Random perspectives on the analytics industry

Tuesday, January 14, 2014

Applications of Graph Theory

In Dec I had the opportunity of attending a seminar by a very interesting mathematician. Persi Diaconis was talking about Graph Theory at the ISI Bangalore and I had the opportunity of attending the session with one of my work colleagues. There are a couple of interesting elements about Diaconis that are worth knowing. He is a mathematician who is into magic and he was featured in a book by Alex Stone "Fooling Houdini" that I had managed to read during one of the rare moments that I get with books.

The talk itself was interesting in the sense that I got to hear about something on the edges of mathematics. Graph theory has interested me for more than a couple of years now but I am unable to get down to anything more than high-level information. In this case Persi identified some interesting properties that he believed graphs should possess and how some of these properties might not actually sit well with each other when you need to prove them.

In all honesty, I think this (in the world of Graph Theory) is where there will be significant development from an analytics perspective. They have obvious applications in the world of social networks and are seeing more usage in the world of consumer marketing which has long fascinated itself with understanding customer referenceability. Product basket analyses have been looking at these ideas for a while, where there is significant interest in what consumers shop for and how can you increase sales of non-essential items with bundling. We all have probably used one of the most important applications of graph theory (Page Rank algorithm from Google that tracks relevance of websites).

In recent times, there have been courses that showcase how to use these powerful techniques. Coursera has a class on "Social Network Analysis" that is good enough for you to get going on this journey and there was another class on "Probabilistic Graphical Models" which is for the more advanced user of the idea. Given all the applications in real life, there is significant potential for this tool to move people away from the single-minded focus on regression paradigms in a nice way.

Sunday, October 20, 2013

Different types of regression

I have always felt that regression is a very versatile tool. It can be used for measurement (to explain what happened), for analysis (to understand drivers) and for forecasting. It has a long history and still has relevance in our analytical suite of tools.

Some of the evolution of regression is very interesting from the perspective of how shortcomings have been addressed.
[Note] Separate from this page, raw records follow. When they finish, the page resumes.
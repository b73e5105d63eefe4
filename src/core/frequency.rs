//! Letter popularity weights
//!
//! The default table holds letter counts taken over a Wordle guess list. Only the
//! relative order of the weights matters to the scorers.

use super::LetterSet;
use super::letters::ALPHABET_LEN;

/// Corpus letter counts used when no other table is supplied
const DEFAULT_WEIGHTS: [(u8, u32); ALPHABET_LEN] = [
    (b'q', 24),
    (b'j', 47),
    (b'z', 50),
    (b'x', 53),
    (b'v', 175),
    (b'w', 258),
    (b'f', 293),
    (b'b', 363),
    (b'k', 364),
    (b'g', 369),
    (b'm', 439),
    (b'y', 464),
    (b'h', 492),
    (b'p', 506),
    (b'u', 533),
    (b'c', 583),
    (b'd', 620),
    (b'n', 723),
    (b'i', 850),
    (b'l', 872),
    (b't', 896),
    (b'o', 1017),
    (b'r', 1033),
    (b'a', 1213),
    (b's', 1553),
    (b'e', 1650),
];

/// Immutable mapping from letter to popularity weight
///
/// Letters never given a weight are absent from the table and weigh zero.
#[derive(Debug, Clone, PartialEq, Eq)]
pub struct FrequencyTable {
    weights: [u32; ALPHABET_LEN],
    letters: LetterSet,
}

impl FrequencyTable {
    /// Build a table from `(letter, weight)` pairs
    ///
    /// Letters are normalized to lowercase; non-letters are ignored. A letter listed
    /// twice keeps its last weight.
    ///
    /// # Examples
    /// ```
    /// use wordle_helper::core::FrequencyTable;
    ///
    /// let table = FrequencyTable::from_pairs([(b'a', 10), (b'b', 1), (b'c', 5)]);
    /// assert_eq!(table.weight(b'a'), 10);
    /// assert_eq!(table.weight(b'z'), 0);
    /// ```
    pub fn from_pairs(pairs: impl IntoIterator<Item = (u8, u32)>) -> Self {
        let mut weights = [0; ALPHABET_LEN];
        let mut letters = LetterSet::EMPTY;
        for (letter, weight) in pairs {
            let letter = letter.to_ascii_lowercase();
            if letter.is_ascii_lowercase() {
                weights[usize::from(letter - b'a')] = weight;
                letters.insert(letter);
            }
        }
        Self { weights, letters }
    }

    /// Weight of a letter, zero for letters outside the table
    #[inline]
    #[must_use]
    pub fn weight(&self, letter: u8) -> u32 {
        if self.letters.contains(letter) {
            self.weights[usize::from(letter - b'a')]
        } else {
            0
        }
    }

    /// Letters that have an entry in the table
    #[inline]
    #[must_use]
    pub const fn letters(&self) -> LetterSet {
        self.letters
    }

    /// Order letters by descending weight, ties alphabetically
    #[must_use]
    pub fn rank(&self, letters: LetterSet) -> Vec<u8> {
        let mut ranked: Vec<u8> = letters.iter().collect();
        ranked.sort_by(|&a, &b| self.weight(b).cmp(&self.weight(a)));
        ranked
    }
}

impl Default for FrequencyTable {
    fn default() -> Self {
        Self::from_pairs(DEFAULT_WEIGHTS)
    }
}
Some of the main arguments / shortcomings against regression are that it does not handle multicollinearity well (especially when you need driver analysis) and some of the assumptions (like the independence of the errors and the explanatory variables) that never seem to be satisfied. Research on these dimensions have led to improvements in methods that can handle these issues. There are three interesting ideas that I want to highlight in this week's blog post.

There are many ways to handle multicollinearity in analysis. It's importance is driven by the fact that when one needs to measure the impact of key variables, it needs to be independent of other variables that could bias the measurement. Principal component analysis and factor analysis are options to handling multicollinearity but there are significant challenges in interpreting results after that. Latent class is a good way of handling this (and I will be discussing this in the future). Ridge (and Lasso) regression is a simple idea of handling multicollinearity in regression. Conceptually in Ridge regression, to handle multi-collinearity in the data, bias is introduced in the data. This has the effect of reducing the variance in the data which leads to better estimates from an analysis perspective.

One other disadvantage of least squares regression is it's lack of flexibility. Variable transformations and interactions do add a lot of flexibility but there is one technique that adds a lot more flexibility. Local regression (also known as LOESS regression (or LOWESS - locally weighted least squares)) adds the flexibility that many machine learning techniques have. It does bring in some elements of computational intensity required to handle this but can add the flexibility to deliver interpretable results. Local regression basically creates local subsets to build models on and can hence manage very non-linear relationships well.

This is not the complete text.